India's TB Elimination Goal: 2025 Target Out of Reach Despite Progress
India's 2025 TB elimination target remains distant

India's ambitious goal to eliminate tuberculosis by 2025 appears increasingly unattainable, according to the latest Global TB Report 2025. Despite making significant strides in diagnosis and treatment, the country continues to bear the world's highest tuberculosis burden with approximately 27.1 lakh cases and over three lakh deaths recorded in 2024.

Progress Amidst Persistent Challenges

The report reveals a complex picture of India's fight against TB. On one hand, the country achieved its highest-ever diagnosis rate, identifying 26.18 lakh cases in 2024 and narrowing the gap between estimated and actual diagnosed cases to just around one lakh "mission cases." This achievement placed India among eight high-burden nations that successfully diagnosed more than 80% of estimated cases.

However, this progress remains insufficient to meet the elimination target announced by Prime Minister Narendra Modi in 2018. The data shows India has managed only a 21% reduction in new cases and a 28% reduction in deaths between 2015 and 2024. These figures fall significantly short of the END TB milestones for 2025, which require a 50% reduction in TB incidence and 75% reduction in TB deaths.

Treatment Advances and Persistent Gaps

India's treatment coverage saw remarkable improvement, surging to 92% in 2024 from just 53% in 2015. The Union Health Ministry credits this success to innovative case-finding approaches, rapid adoption of new technologies, and large-scale community mobilization efforts.

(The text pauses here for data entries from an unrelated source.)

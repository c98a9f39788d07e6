//! Table loading from CSV or Parquet files.

use crate::error::{PrepError, Result, ResultExt};
use crate::table::Table;
use polars::prelude::*;
use std::fs::File;
use std::path::{Path, PathBuf};
use tracing::{debug, info};

/// Rows scanned to infer CSV column types.
const INFER_SCHEMA_ROWS: usize = 100;

/// Load a table, choosing the reader from the file extension.
///
/// `.parquet` files are read as Parquet; everything else as CSV with a
/// header row.
pub fn read_table(path: impl AsRef<Path>) -> Result<Table> {
    let path = path.as_ref();
    let is_parquet = path
        .extension()
        .and_then(|ext| ext.to_str())
        .is_some_and(|ext| ext.eq_ignore_ascii_case("parquet"));

    let df = if is_parquet {
        read_parquet(path)?
    } else {
        read_csv(path)?
    };

    info!(
        "Loaded {}: {} rows x {} columns",
        path.display(),
        df.height(),
        df.width()
    );
    Ok(Table::new(df))
}

fn read_csv(path: &Path) -> Result<DataFrame> {
    if !path.exists() {
        return Err(PrepError::Io(std::io::Error::new(
            std::io::ErrorKind::NotFound,
            format!("{} does not exist", path.display()),
        )));
    }
    debug!("Reading CSV {}", path.display());

    CsvReadOptions::default()
        .with_infer_schema_length(Some(INFER_SCHEMA_ROWS))
        .with_has_header(true)
        .with_parse_options(CsvParseOptions::default().with_quote_char(Some(b'"')))
        .try_into_reader_with_file_path(Some(PathBuf::from(path)))
        .and_then(|reader| reader.finish())
        .context(format!("Failed to read CSV {}", path.display()))
}

fn read_parquet(path: &Path) -> Result<DataFrame> {
    debug!("Reading Parquet {}", path.display());
    let file = File::open(path)?;
    ParquetReader::new(file)
        .finish()
        .context(format!("Failed to read Parquet {}", path.display()))
}

/// Read a table from in-memory CSV bytes.
pub fn read_csv_bytes(bytes: &[u8]) -> Result<Table> {
    let cursor = std::io::Cursor::new(bytes.to_vec());
    let df = CsvReadOptions::default()
        .with_infer_schema_length(Some(INFER_SCHEMA_ROWS))
        .with_has_header(true)
        .into_reader_with_file_handle(cursor)
        .finish()
        .context("Failed to parse CSV data")?;
    Ok(Table::new(df))
}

Significant innovations include the BPaL regimen, which cuts treatment time for resistant infections from 18-24 months to just six months. The government has also deployed AI-enabled hand-held X-ray devices that can detect asymptomatic cases during community screening. These measures helped screen over 19 crore vulnerable individuals and detect more than 24.5 lakh cases, including 8.61 lakh asymptomatic ones.

Despite these advances, experts identify several persistent challenges. Dr S K Kabra, former professor of paediatric pulmonology at AIIMS, New Delhi, emphasized the need for introspection: "There is a need to consult all stakeholders - patients, family members, labs, DOT centres, doctors, nurses, regulators - to look for gaps and address them."

Drug Resistance and Contributing Factors

India continues to be a major contributor to drug-resistant TB, accounting for nearly one-third of global cases. In 2024, 12.63% of previously treated patients and 3.64% of new cases showed drug resistance, translating to approximately 1.27 lakh people with drug-resistant TB.

Dr Jugal Kishore, head of community medicine at Safdarjung Hospital, identified multiple factors hindering progress. "The Covid-19 pandemic diverted resources from TB programs, and treatment completion remains a challenge. When people stop treatment midway, it can result in drug-resistant infections that spread in the community."

Additional risk factors include rising air pollution in cities like Delhi and increasing prevalence of diabetes. In 2024 alone, an estimated 3.2 lakh TB cases could be attributed to diabetes, highlighting the interconnected nature of health challenges.

While India's treatment success rate of 90% exceeds the global average of 88%, the country still accounts for 8.8% of the global gap between estimated and diagnosed cases, second only to Indonesia at 10%. This underscores the ongoing challenge in a nation that, while making measurable progress, remains far from its elimination ambitions.